### Your assignment
Check each line of the records below for the word "types" and copy those where it appears.

*** Records for the task ***

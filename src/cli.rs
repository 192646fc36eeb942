use clap::{Parser, Subcommand};
use clap_complete::Shell;
use std::path::PathBuf;

#[derive(Parser)]
#[command(name = "mssql-resources")]
#[command(version)]
#[command(about = "Custom resource handlers for SQL Server logins, users, databases, schemas and grants", long_about = None)]
#[command(propagate_version = true)]
pub struct Cli {
    /// Verbosity level
    #[arg(short, long, action = clap::ArgAction::Count, global = true)]
    pub verbose: u8,

    /// Suppress non-essential output
    #[arg(short, long, global = true)]
    pub quiet: bool,

    /// Settings file
    #[arg(long, global = true, env = "MSSQL_RESOURCES_CONFIG")]
    pub config: Option<PathBuf>,

    /// Fail unknown resource types instead of handling them as logins
    #[arg(long, global = true)]
    pub strict_kinds: bool,

    /// Resolve password references from this TOML file instead of the environment
    #[arg(long, global = true)]
    pub secrets_file: Option<PathBuf>,

    #[command(subcommand)]
    pub command: Command,
}

#[derive(Subcommand)]
pub enum Command {
    /// Handle one lifecycle event and print the response
    Handle {
        /// Event JSON file, `-` for stdin
        #[arg(short, long, default_value = "-")]
        event: String,

        /// Also deliver the response to the event's ResponseURL
        #[arg(long)]
        respond: bool,
    },

    /// Check an event's properties without connecting to a server
    Validate {
        /// Event JSON file, `-` for stdin
        #[arg(short, long, default_value = "-")]
        event: String,
    },

    /// Generate shell completions
    Completions {
        /// Shell to generate completions for
        #[arg(value_enum)]
        shell: Shell,
    },
}
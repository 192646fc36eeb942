//! # Lifecycle
//!
//! The request/response model of declarative custom resources.
//!
//! An orchestrator sends one event per create, update or delete of a
//! declared resource and persists only the identity string it gets back.
//! This crate holds the pieces of that contract that do not depend on
//! what is being managed.
//!
//! ## Core Concepts
//!
//! - **Event**: one request, carrying desired and previous properties and
//!   the identity returned by the previous call
//! - **State**: the `Absent → Creating → Present → Updating/Deleting`
//!   machine a single invocation walks through
//! - **Outcome**: what a reconciler did, or why it failed
//! - **Response**: the packaged result, built by [`report`]
//!
//! ## Example
//!
//! ```
//! use lifecycle::{Change, Event, Outcome, Properties, RequestType, Status, report};
//!
//! let event = Event::new(RequestType::Create, "Custom::MSSQLDatabase", "MyDb", Properties::new());
//! let outcome = Outcome::success("mssql:MyDb:database:7", Change::Created)
//!     .with_attribute("Name", "MyDb");
//!
//! let response = report(&event, outcome);
//! assert_eq!(response.status, Status::Success);
//! assert_eq!(response.physical_resource_id, "mssql:MyDb:database:7");
//! ```

pub mod event;
pub mod report;
pub mod types;

// Re-export main types at crate root
pub use event::{Event, EventError, Properties};
pub use report::{Attributes, MAX_REASON_LEN, NEVER_CREATED, Outcome, Response, report, truncate_reason};
pub use types::{Change, DeletionPolicy, RequestType, State, Status};
//! Core types for SQL Server sessions.

use serde::{Deserialize, Serialize};
use std::fmt;

/// Default TDS port.
pub const DEFAULT_PORT: u16 = 1433;

/// Default login when none is given.
pub const DEFAULT_USER: &str = "sa";

/// Default database when none is given.
pub const DEFAULT_DATABASE: &str = "master";

/// Everything needed to open a session.
#[derive(Clone, PartialEq, Eq, Serialize, Deserialize)]
pub struct ConnectionParams {
    /// Server host name or address
    pub host: String,
    /// TCP port
    pub port: u16,
    /// Login name
    pub user: String,
    /// Login password, if one was resolved
    pub password: Option<String>,
    /// Database the session starts in
    pub database: String,
    /// Client character set, passed through verbatim
    pub charset: Option<String>,
}

impl ConnectionParams {
    /// Create parameters with the default port, user and database.
    pub fn new(host: impl Into<String>) -> Self {
        Self {
            host: host.into(),
            port: DEFAULT_PORT,
            user: DEFAULT_USER.to_string(),
            password: None,
            database: DEFAULT_DATABASE.to_string(),
            charset: None,
        }
    }

    /// Set the password.
    pub fn with_password(mut self, password: impl Into<String>) -> Self {
        self.password = Some(password.into());
        self
    }

    /// Set the database.
    pub fn with_database(mut self, database: impl Into<String>) -> Self {
        self.database = database.into();
        self
    }

    /// `host:port`, used for logging and for detecting a moved server.
    pub fn address(&self) -> String {
        format!("{}:{}", self.host, self.port)
    }
}

// Hand-written so the password never ends up in logs.
impl fmt::Debug for ConnectionParams {
    fn fmt(&self, f: &mut fmt::Formatter<'_>) -> fmt::Result {
        f.debug_struct("ConnectionParams")
            .field("host", &self.host)
            .field("port", &self.port)
            .field("user", &self.user)
            .field("password", &self.password.as_ref().map(|_| "***"))
            .field("database", &self.database)
            .field("charset", &self.charset)
            .finish()
    }
}

/// A single column value returned by a query.
#[derive(Debug, Clone, PartialEq, Eq)]
pub enum Value {
    Null,
    Int(i64),
    Text(String),
}

impl Value {
    /// Integer view of the value, if it is one.
    pub fn as_i64(&self) -> Option<i64> {
        match self {
            Value::Int(v) => Some(*v),
            Value::Text(s) => s.trim().parse().ok(),
            Value::Null => None,
        }
    }
}

/// A result row.
#[derive(Debug, Clone, Default, PartialEq, Eq)]
pub struct Row {
    pub values: Vec<Value>,
}

impl Row {
    pub fn new(values: Vec<Value>) -> Self {
        Self { values }
    }

    /// Get a column by position.
    pub fn get(&self, index: usize) -> Option<&Value> {
        self.values.get(index)
    }

    /// Integer in the first column.
    pub fn first_i64(&self) -> Option<i64> {
        self.get(0).and_then(Value::as_i64)
    }
}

***

### Solution
    /// Fail unknown resource types instead of handling them as logins
pub mod types;
// Re-export main types at crate root
pub use types::{Change, DeletionPolicy, RequestType, State, Status};
//! Core types for SQL Server sessions.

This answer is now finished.